Join us for the first seminar of our Spring series, featuring Dr. Jana Matuszak speaking on ‘Defining the Ideal Woman, 2000BCE: A Perspective from Sumerian Didactic Literature’!
Wednesday, 12 January 2022 at 4pm GMT
Register on Zoom here.
‘Defining the Ideal Woman, 2000BCE: A Perspective from Sumerian Didactic Literature’

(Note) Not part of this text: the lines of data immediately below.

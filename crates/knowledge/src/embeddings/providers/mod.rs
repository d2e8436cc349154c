//! Embedding provider implementations.

pub mod mock;
pub mod ollama;

pub use mock::MockProvider;
pub use ollama::OllamaProvider;
//! Ollama completion provider.
//!
//! Ollama API: https://github.com/ollama/ollama/blob/main/docs/api.md

use crate::client::{LlmClient, LlmRequest, LlmResponse, LlmUsage};
use docchat_core::{AppError, AppResult};
use serde::{Deserialize, Serialize};

/// Default local Ollama endpoint.
pub const DEFAULT_OLLAMA_URL: &str = "http://localhost:11434";

/// Ollama API request format.
#[derive(Debug, Serialize)]
struct OllamaRequest {
    model: String,
    prompt: String,
    #[serde(skip_serializing_if = "Option::is_none")]
    options: Option<OllamaOptions>,
    stream: bool,
}

#[derive(Debug, Serialize, PartialEq)]
struct OllamaOptions {
    #[serde(skip_serializing_if = "Option::is_none")]
    temperature: Option<f32>,
    #[serde(skip_serializing_if = "Option::is_none")]
    num_predict: Option<u32>,
}

/// Ollama API response format.
#[derive(Debug, Deserialize)]
struct OllamaResponse {
    model: String,
    response: String,
    #[serde(default)]
    prompt_eval_count: Option<u32>,
    #[serde(default)]
    eval_count: Option<u32>,
}

/// Ollama completion client.
pub struct OllamaClient {
    base_url: String,
    client: reqwest::Client,
}

impl OllamaClient {
    /// Create a client for the default local endpoint.
    pub fn new() -> Self {
        Self::with_base_url(DEFAULT_OLLAMA_URL)
    }

    /// Create a client for a custom base URL.
    pub fn with_base_url(base_url: impl Into<String>) -> Self {
        Self {
            base_url: base_url.into().trim_end_matches('/').to_string(),
            client: reqwest::Client::new(),
        }
    }

    fn to_ollama_request(&self, request: &LlmRequest) -> OllamaRequest {
        let options = if request.temperature.is_some() || request.max_tokens.is_some() {
            Some(OllamaOptions {
                temperature: request.temperature,
                num_predict: request.max_tokens,
            })
        } else {
            None
        };

        OllamaRequest {
            model: request.model.clone(),
            prompt: request.prompt.clone(),
            options,
            stream: false,
        }
    }

    fn convert_response(&self, response: OllamaResponse) -> LlmResponse {
        let usage = LlmUsage::new(
            response.prompt_eval_count.unwrap_or(0),
            response.eval_count.unwrap_or(0),
        );

        LlmResponse {
            content: response.response,
            model: response.model,
            usage,
        }
    }
}

impl Default for OllamaClient {
    fn default() -> Self {
        Self::new()
    }
}

#[async_trait::async_trait]
impl LlmClient for OllamaClient {
    fn provider_name(&self) -> &str {
        "ollama"
    }

    async fn complete(&self, request: &LlmRequest) -> AppResult<LlmResponse> {
        tracing::info!(model = %request.model, "Sending completion request to Ollama");
        tracing::debug!("Prompt length: {} bytes", request.prompt.len());

        let ollama_request = self.to_ollama_request(request);
        let url = format!("{}/api/generate", self.base_url);

        let response = self
            .client
            .post(&url)
            .json(&ollama_request)
            .send()
            .await
            .map_err(|e| AppError::Llm(format!("Failed to send request to Ollama: {}", e)))?;

        if !response.status().is_success() {
            let status = response.status();
            let error_text = response
                .text()
                .await
                .unwrap_or_else(|_| "Unknown error".to_string());
            return Err(AppError::Llm(format!(
                "Ollama API error ({}): {}",
                status, error_text
            )));
        }

        let ollama_response: OllamaResponse = response
            .json()
            .await
            .map_err(|e| AppError::Llm(format!("Failed to parse Ollama response: {}", e)))?;

        tracing::info!("Received completion from Ollama");

        Ok(self.convert_response(ollama_response))
    }
}

#[cfg(test)]
mod tests {
    use super::*;

    #[test]
    fn test_ollama_client_creation() {
        let client = OllamaClient::new();
        assert_eq!(client.provider_name(), "ollama");
        assert_eq!(client.base_url, DEFAULT_OLLAMA_URL);
    }

    #[test]
    fn test_trailing_slash_is_trimmed() {
        let client = OllamaClient::with_base_url("http://gpu-box:11434/");
        assert_eq!(client.base_url, "http://gpu-box:11434");
    }

    #[test]
    fn test_ollama_request_conversion() {
        let client = OllamaClient::new();
        let request = LlmRequest::new("Hello", "mistral:7b")
            .with_temperature(0.7)
            .with_max_tokens(100);

        let ollama_req = client.to_ollama_request(&request);
        assert_eq!(ollama_req.model, "mistral:7b");
        assert_eq!(ollama_req.prompt, "Hello");
        assert!(!ollama_req.stream);
        assert_eq!(
            ollama_req.options,
            Some(OllamaOptions {
                temperature: Some(0.7),
                num_predict: Some(100),
            })
        );
    }

    #[test]
    fn test_plain_request_has_no_options() {
        let client = OllamaClient::new();
        let json = serde_json::to_value(client.to_ollama_request(&LlmRequest::new("Hi", "m")))
            .unwrap();
        assert!(json.get("options").is_none());
        assert_eq!(json["stream"], false);
    }

    #[test]
    fn test_response_conversion() {
        let client = OllamaClient::new();
        let raw: OllamaResponse = serde_json::from_str(
            r#"{"model":"mistral:7b","response":"Hola","done":true,"prompt_eval_count":12,"eval_count":3}"#,
        )
        .unwrap();

        let response = client.convert_response(raw);
        assert_eq!(response.content, "Hola");
        assert_eq!(response.usage, LlmUsage::new(12, 3));
    }
}
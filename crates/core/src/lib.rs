//! Docchat Core Library
//!
//! This crate provides the foundational utilities shared by every docchat crate:
//! - Error handling (`AppError`, `AppResult`)
//! - Logging infrastructure
//! - Configuration management

pub mod config;
pub mod error;
pub mod logging;

// Re-export commonly used types
pub use config::AppConfig;
pub use error::{AppError, AppResult};
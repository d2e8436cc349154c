//! SQLite corpus: ingestion, listing and similarity search.

use crate::chunker;
use crate::embeddings::EmbeddingProvider;
use crate::index::{self, StoredDocument};
use crate::parser::{self, ContentType};
use crate::retriever::{CorpusListing, SimilarityRetriever};
use crate::types::{DocumentEntry, IngestOptions, IngestStats, RetrievedChunk};
use async_trait::async_trait;
use chrono::Utc;
use docchat_core::{AppError, AppResult};
use rusqlite::Connection;
use sha2::{Digest, Sha256};
use std::path::{Path, PathBuf};
use std::sync::{Arc, Mutex, MutexGuard};
use std::time::Instant;
use walkdir::WalkDir;

/// A corpus stored in a single SQLite file.
///
/// The connection lock is never held across an embedding call.
pub struct SqliteCorpus {
    conn: Mutex<Connection>,
    embedder: Arc<dyn EmbeddingProvider>,
    path: PathBuf,
}

impl std::fmt::Debug for SqliteCorpus {
    fn fmt(&self, f: &mut std::fmt::Formatter<'_>) -> std::fmt::Result {
        f.debug_struct("SqliteCorpus")
            .field("path", &self.path)
            .field("embedder", &self.embedder)
            .finish()
    }
}

impl SqliteCorpus {
    /// Open a corpus, checking that it was built with the configured embedder.
    pub fn open(path: &Path, embedder: Arc<dyn EmbeddingProvider>) -> AppResult<Self> {
        let conn = index::init_index(path)?;
        index::ensure_embedding_model(&conn, embedder.model_name(), embedder.dimensions())?;

        tracing::debug!(
            "Opened corpus {:?} (embedder: {}/{})",
            path,
            embedder.provider_name(),
            embedder.model_name()
        );

        Ok(Self {
            conn: Mutex::new(conn),
            embedder,
            path: path.to_path_buf(),
        })
    }

    /// Open a corpus after clearing it, so a different embedder may take over.
    pub fn recreate(path: &Path, embedder: Arc<dyn EmbeddingProvider>) -> AppResult<Self> {
        let conn = index::init_index(path)?;
        index::reset_index(&conn)?;
        drop(conn);
        Self::open(path, embedder)
    }

    pub fn path(&self) -> &Path {
        &self.path
    }

    /// Count documents and chunks.
    pub fn stats(&self) -> AppResult<(u32, u32)> {
        index::get_stats(&*self.lock()?)
    }

    fn lock(&self) -> AppResult<MutexGuard<'_, Connection>> {
        self.conn
            .lock()
            .map_err(|_| AppError::Retrieval("Corpus connection lock poisoned".to_string()))
    }

    /// Ingest files and directories into the corpus.
    pub async fn ingest(&self, options: &IngestOptions) -> AppResult<IngestStats> {
        let start = Instant::now();

        tracing::info!("Starting ingestion of {} path(s)", options.paths.len());

        let mut stats = IngestStats::default();

        for file in collect_files(&options.paths) {
            let relative_path = relative_document_path(&file, &options.root);

            let text = match parser::parse_file(&file) {
                Ok(text) => text,
                Err(e) => {
                    tracing::warn!("Skipping {}: {}", relative_path, e);
                    continue;
                }
            };

            let content_hash = hash_content(&text);
            let unchanged = index::document_hash(&*self.lock()?, &relative_path)?
                .is_some_and(|stored| stored == content_hash);
            if unchanged {
                tracing::debug!("Unchanged, skipping: {}", relative_path);
                stats.skipped += 1;
                continue;
            }

            let written = self
                .ingest_document(&relative_path, &text, content_hash, options)
                .await?;

            stats.documents += 1;
            stats.chunks += written;
            stats.bytes += text.len() as u64;
        }

        stats.duration_secs = start.elapsed().as_secs_f64();

        tracing::info!(
            "Ingestion completed: {} documents ({} unchanged), {} chunks, {} bytes in {:.2}s",
            stats.documents,
            stats.skipped,
            stats.chunks,
            stats.bytes,
            stats.duration_secs
        );

        Ok(stats)
    }

    async fn ingest_document(
        &self,
        relative_path: &str,
        text: &str,
        content_hash: String,
        options: &IngestOptions,
    ) -> AppResult<u32> {
        let candidates = chunker::chunk_text(text, options.chunk_size, options.chunk_overlap);

        let mut embedded = Vec::with_capacity(candidates.len());
        for batch in candidates.chunks(options.batch_size.max(1)) {
            let texts: Vec<String> = batch.iter().map(|c| c.text.clone()).collect();
            let embeddings = self.embedder.embed_batch(&texts).await?;

            if embeddings.len() != batch.len() {
                return Err(AppError::Retrieval(format!(
                    "Embedder returned {} vectors for {} chunks",
                    embeddings.len(),
                    batch.len()
                )));
            }

            embedded.extend(batch.iter().cloned().zip(embeddings));
        }

        let document = StoredDocument {
            id: uuid::Uuid::new_v4().to_string(),
            relative_path: relative_path.to_string(),
            content_hash,
            size_bytes: text.len() as u64,
            ingested_at: Utc::now(),
        };

        index::replace_document(&mut *self.lock()?, &document, &embedded)?;

        tracing::debug!("Indexed {}: {} chunks", relative_path, embedded.len());
        Ok(embedded.len() as u32)
    }
}

#[async_trait]
impl SimilarityRetriever for SqliteCorpus {
    async fn retrieve(&self, query: &str, top_k: usize) -> AppResult<Vec<RetrievedChunk>> {
        let query_embedding = self.embedder.embed(query).await?;

        let conn = self.lock()?;
        let (_, chunk_count) = index::get_stats(&conn)?;
        if chunk_count == 0 {
            return Err(AppError::Retrieval(
                "Corpus is empty. Run 'docchat ingest <paths>' first.".to_string(),
            ));
        }

        let results = index::query_chunks(&conn, &query_embedding, top_k)?;

        if let (Some(first), Some(last)) = (results.first(), results.last()) {
            tracing::info!(
                "Retrieved {} chunks (top score: {:.3}, lowest: {:.3})",
                results.len(),
                first.score,
                last.score
            );
        }

        Ok(results)
    }
}

impl CorpusListing for SqliteCorpus {
    fn list_documents(&self) -> AppResult<Vec<DocumentEntry>> {
        index::list_documents(&*self.lock()?)
    }
}

/// Expand paths into the supported files beneath them, sorted for stable runs.
fn collect_files(paths: &[PathBuf]) -> Vec<PathBuf> {
    let mut files = Vec::new();

    for path in paths {
        if path.is_file() {
            if ContentType::from_path(path).is_supported() {
                files.push(path.clone());
            } else {
                tracing::warn!("Unsupported document type, skipping: {:?}", path);
            }
        } else if path.is_dir() {
            for entry in WalkDir::new(path)
                .follow_links(false)
                .into_iter()
                .filter_map(|e| e.ok())
            {
                let entry_path = entry.path();
                if entry_path.is_file() && ContentType::from_path(entry_path).is_supported() {
                    files.push(entry_path.to_path_buf());
                }
            }
        } else {
            tracing::warn!("Path does not exist: {:?}", path);
        }
    }

    files.sort();
    files.dedup();
    files
}

/// Document key: the path relative to `root`, or the absolute path for files
/// outside it. Both sides are canonicalised so keys stay stable across runs.
fn relative_document_path(path: &Path, root: &Path) -> String {
    let path = canonical(path);
    let root = canonical(root);
    match path.strip_prefix(&root) {
        Ok(relative) => relative
            .components()
            .map(|c| c.as_os_str().to_string_lossy())
            .collect::<Vec<_>>()
            .join("/"),
        Err(_) => path.to_string_lossy().into_owned(),
    }
}

fn canonical(path: &Path) -> PathBuf {
    path.canonicalize().unwrap_or_else(|_| path.to_path_buf())
}

fn hash_content(text: &str) -> String {
    let mut hasher = Sha256::new();
    hasher.update(text.as_bytes());
    format!("{:x}", hasher.finalize())
}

Ancient Iraq, often referred to as the cradle of civilization, is home to many firsts – among them, the first literary discourse on gender. The talk will introduce a small corpus of mostly still unpublished Sumerian literary texts written around 4000 years ago, which indirectly define the ideal woman. They are the only Mesopotamian literary compositions featuring ‘ordinary’ housewives as protagonists and hence reveal unique glimpses into their daily lives. However, since they were most likely composed by schoolteachers for their pupils, they present an exclusively male perspective on what constitutes ideal femininity. Comparison with similar didactic texts defining the ideal man reveals that notions of perfection in regard to character traits, behaviour, ancestry, health and good looks applied to men and women alike. Conversely, the texts propagate a clear gender division with respect to work: while the ideal man was conceived of as a competent scribe, the only suitable female profession was that of a housewife. Although material culture as well as non-literary sources prove that this is a highly restrictive view of a much more multi-faceted reality, this bias reflects the texts’ origin in scribal milieux. At the same time, it furnishes early evidence for a recognition of the performative nature of gender: according to the texts, it is (domestic) work that makes a woman.

About the Speaker
Dr Jana Matuszak is an Assistant Professor in Ancient Near Eastern Studies at the University of Tuebingen, Germany, who specializes in Sumerian literature from ancient Iraq. She serves as co-editor of the academic journal Altorientalische Forschungen. Prior to returning to her alma mater, she held Lecturer positions at the University of Jena, Germany, and SOAS University of London. Her PhD dissertation entitled ‘“And you, you are a woman?!” Studies in Sumerian literary debates between women with an editio princeps of Two Women B’ was awarded the Dissertation Prize of the International Association for Assyriology (2018) and the Johannes Zilkens Dissertation Prize for the best dissertation in Humanities and Social Sciences of the German Academic Scholarship Foundation (2019). A revised version of her dissertation was published as a monograph by De Gruyter in 2021. Current research projects address aspects of law, literature and gender in early 2nd millennium BCE Iraq.